Plantar fasciitis is a painful inflammation of the plantar fascia – a thick, fibrous band of connective tissue in the sole of the foot that supports the arch of the foot. It runs from the ball of the foot to the heel, stretching to its limit when the foot is on the ground and supporting your full body weight. When placed under excessive stress, the plantar fascia stretches too far and tears, resulting in inflammation. The effects of the stress can build up gradually or be the result of a sudden occurrence.

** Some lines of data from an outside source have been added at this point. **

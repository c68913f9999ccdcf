//! Position-Verlet particles, relaxation springs and circle collisions for
//! animating traced outlines.
//!
//! `verlet-outline` turns sampled vector outlines (a logo, some lettering)
//! into a wobbly particle network and keeps it moving under gravity, mutual
//! collisions, world bounds and pointer drags.
//!
//! # Features
//!
//! - **Verlet integration**: Position-based dynamics with implicit velocity
//! - **Relaxation springs**: One positional correction pass per sub-step
//! - **Circle collisions**: Mass-weighted positional separation, O(n²)
//! - **Sub-stepping**: Variable frame deltas split into bounded steps
//! - **Outline soft bodies**: Shell springs plus random cross-links
//! - **Drag handles**: Pull a shape around through a pinned anchor
//! - **Observable**: Monitor physics steps via the `StepObserver` trait
//! - **`no_std` compatible**: Works in embedded and WASM environments
//!
//! ```
//! use verlet_outline::{Engine, EngineConfig, Particle, Vec2};
//!
//! let mut engine = Engine::new(EngineConfig::new());
//! let a = engine.add_particle(Particle::new(0.0, 0.0)?);
//! let b = engine.add_particle(Particle::new(10.0, 0.0)?);
//! engine.connect(a, b, 0.5)?;
//! assert_eq!(engine.update(45.0)?, 3);
//! # Ok::<(), verlet_outline::PhysicsError>(())
//! ```

#![no_std]

extern crate alloc;
#[cfg(test)]
extern crate std;

pub mod bounds;
pub mod collision;
pub mod config;
pub mod drag;
pub mod engine;
pub mod error;
pub mod observer;
pub mod particle;
pub mod softbody;
pub mod spring;
pub mod vec;

// Re-export primary API
pub use bounds::Bounds;
pub use config::EngineConfig;
pub use drag::{DragConfig, DragHandle};
pub use engine::{Engine, ParticleId, SpringId};
pub use error::{PhysicsError, Result};
pub use observer::{NoOpStepObserver, StepCounter, StepObserver};
pub use particle::Particle;
pub use softbody::{fit_to_width, OutlineConfig, SoftBody, SpringGroup};
pub use spring::Spring;
pub use vec::Vec2;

The most common causes of plantar fasciitis include:
- Flat feet
- High arches
- Sudden increase in activity
- Increased weight gain, either from obesity or pregnancy; and
- Poorly fitting footwear
The pain is commonly felt on the bottom of the foot, where the fascia attaches to the heel. It is most severe in the mornings when getting out of bed because the fascia is in a shortened position at rest, and when you stand up, the sudden stretch and load of your body pulls on the attachment.

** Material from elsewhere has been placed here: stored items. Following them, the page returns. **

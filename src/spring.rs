//! Distance springs solved by positional relaxation.

use crate::engine::ParticleId;
use crate::error::{PhysicsError, Result};
use crate::particle::Particle;

/// Stand-in separation used when both ends sit on the same point.
pub const NEAREST_DISTANCE: f64 = 0.001;

/// A distance constraint between two particles.
///
/// Each [`relax`](Spring::relax) call moves both ends towards `rest_length`
/// by `stiffness` of the remaining error, split evenly. The spring does not
/// own its particles; it names them by id and the engine resolves them.
#[derive(Clone, Debug, PartialEq)]
pub struct Spring {
    pub a: ParticleId,
    pub b: ParticleId,
    rest_length: f64,
    stiffness: f64,
}

impl Spring {
    pub fn new(a: ParticleId, b: ParticleId, rest_length: f64, stiffness: f64) -> Result<Self> {
        if a == b {
            return Err(PhysicsError::DegenerateSpring(a));
        }
        check_stiffness(stiffness)?;
        check_rest_length(rest_length)?;
        Ok(Spring { a, b, rest_length, stiffness })
    }

    pub fn rest_length(&self) -> f64 {
        self.rest_length
    }

    pub fn set_rest_length(&mut self, rest_length: f64) -> Result<()> {
        check_rest_length(rest_length)?;
        self.rest_length = rest_length;
        Ok(())
    }

    pub fn stiffness(&self) -> f64 {
        self.stiffness
    }

    /// Retune without rebuilding the spring.
    pub fn set_stiffness(&mut self, stiffness: f64) -> Result<()> {
        check_stiffness(stiffness)?;
        self.stiffness = stiffness;
        Ok(())
    }

    /// One relaxation pass. Pinned ends stay where they are.
    pub fn relax(&self, a: &mut Particle, b: &mut Particle) {
        let displacement = b.pos - a.pos;
        let mut distance = displacement.length();
        if distance == 0.0 {
            distance = NEAREST_DISTANCE;
        }
        let difference = self.rest_length - distance;
        let percent = difference / distance / 2.0;
        let force = displacement * (percent * self.stiffness);
        if !a.pinned {
            a.pos = a.pos - force;
        }
        if !b.pinned {
            b.pos = b.pos + force;
        }
    }

    /// Signed deviation from the rest length for the given ends.
    pub fn strain(&self, a: &Particle, b: &Particle) -> f64 {
        a.pos.distance(b.pos) - self.rest_length
    }
}

pub(crate) fn check_stiffness(stiffness: f64) -> Result<()> {
    if !stiffness.is_finite() || stiffness < 0.0 {
        return Err(PhysicsError::InvalidStiffness(stiffness));
    }
    Ok(())
}

fn check_rest_length(rest_length: f64) -> Result<()> {
    if !rest_length.is_finite() || rest_length < 0.0 {
        return Err(PhysicsError::InvalidRestLength(rest_length));
    }
    Ok(())
}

Symptoms of plantar fasciitis vary from mild to severe. They can linger for months at a time, with pain increasing and decreasing in an unpredictable pattern. Often, discomfort may nearly disappear for several weeks, only to re-emerge full-blown after a single workout or change in activity. The pain may even temporarily “fade” as you walk.

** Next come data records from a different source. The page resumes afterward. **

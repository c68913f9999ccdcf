//! Rectangular world bounds.

use crate::error::{PhysicsError, Result};
use crate::particle::Particle;
use crate::vec::Vec2;

/// Axis-aligned region particles are kept inside. Either side of either
/// axis may be infinite.
#[derive(Copy, Clone, Debug, PartialEq)]
#[cfg_attr(feature = "serde", derive(serde::Serialize, serde::Deserialize))]
pub struct Bounds {
    pub min: Vec2,
    pub max: Vec2,
}

impl Bounds {
    pub const UNBOUNDED: Bounds = Bounds { min: Vec2::NEG_INFINITY, max: Vec2::INFINITY };

    pub fn new(min: Vec2, max: Vec2) -> Self {
        Bounds { min, max }
    }

    /// The region `[0, width] x [0, height]`, like a canvas.
    pub fn from_size(width: f64, height: f64) -> Result<Self> {
        Ok(Bounds { min: Vec2::ZERO, max: Vec2::new(width, height)? })
    }

    /// Region a particle's centre may occupy: shrunk by `radius` on each side.
    pub fn inset(&self, radius: f64) -> Result<Self> {
        if !radius.is_finite() {
            return Err(PhysicsError::InvalidRadius(radius));
        }
        let r = Vec2::splat(radius)?;
        Ok(Bounds { min: self.min + r, max: self.max - r })
    }

    /// Clamp the particle's centre into the inset region. No bounce: whatever
    /// motion carried it out is absorbed.
    pub fn confine(&self, particle: &mut Particle) {
        if particle.pinned {
            return;
        }
        let r = Vec2::ONE * particle.radius();
        let hi = self.max - r;
        let lo = self.min + r;
        particle.pos = particle.pos.clamp(lo, hi);
    }

    /// Fails if a side sits at the wrong infinity, which would clamp
    /// particles to infinite coordinates.
    pub fn check(&self) -> Result<()> {
        let low = [self.min.x(), self.min.y()];
        let high = [self.max.x(), self.max.y()];
        if low.contains(&f64::INFINITY) || high.contains(&f64::NEG_INFINITY) {
            return Err(PhysicsError::InvalidBounds);
        }
        Ok(())
    }

    pub fn contains(&self, point: Vec2) -> bool {
        point.x() >= self.min.x()
            && point.x() <= self.max.x()
            && point.y() >= self.min.y()
            && point.y() <= self.max.y()
    }
}

impl Default for Bounds {
    fn default() -> Self {
        Bounds::UNBOUNDED
    }
}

Plantar fasciitis is a common injury runners experience and along with the causes listed above, can be triggered by a sudden increase in your training schedule or by switching running surfaces – especially from a softer surface to a harder one. While plantar fasciitis can be treated, it does not resolve quickly. It pays to review each of the factors and try to prevent its onset.
Dorval Physiotherapy in Oakville recommends the Canadian Physiotherapy Association (CPA) S.M.A.R.T. approach to prevent plantar fasciitis. S.M.A.R.T. is an acronym for Stretch, Move, Add it up, Reduce strain, Talk your physiotherapist at Dorval Physiotherapy and Wellness. At our clinic, patients have found this method provides the best relief of symptoms and prevention of further complications.
STRETCH
Stretch before, during (if needed) and after activity. Tight calf and/or hamstring muscles (back of thigh) limit range of motion and put extra strain on the plantar fascia.
MOVE
For mild cases of plantar fasciitis, it may be enough to stretch more frequently, build more rests into your routine, and ensure you have good footwear. More severe cases may benefit from a heel cup or orthotics. In its most severe form, going barefoot is a poor idea – even in the house. Avoid worn-out shoes and try running on soft surfaces.
ADD IT UP
Add up all your symptoms. If there is tenderness on the inside bottom of your heel, especially when you first wake up in the morning, you may have plantar fasciitis.
Other symptoms can include:
- Diverse discomfort over the rest of the heel into the arch
- Morning pain and stiffness is frequent as well as having pain from standing after a prolonged rest. Symptoms often occur on one side – Early Stage: Pain after activity; Middle Stage: Pain during activity; Late Stage: Pain at rest.
REDUCE STRAIN
Early management of plantar fasciitis is important. It can become chronic and may not resolve for a few years.
TALK TO A PHYSIOTHERAPIST
Dorval Physiotherapy in Oakville can provide physiotherapy treatment that can help the healing process by using cold laser therapy, acupuncture, ultrasound or electrotherapeutic modalities. Included in the treatments are techniques to release tight fascia, specific stretching exercises and, in the later stages, strengthening exercises.
Dorval Physio is also equipped to perform an in-depth laser foot analysis to determine whether orthotics would help your condition. A clinician will assess the footwear you use to determine if it is a contributing factor. Where analysis shows that an orthotic would be beneficial in correcting your foot problems, Dorval Physio can have a custom orthotic made specifically for your foot.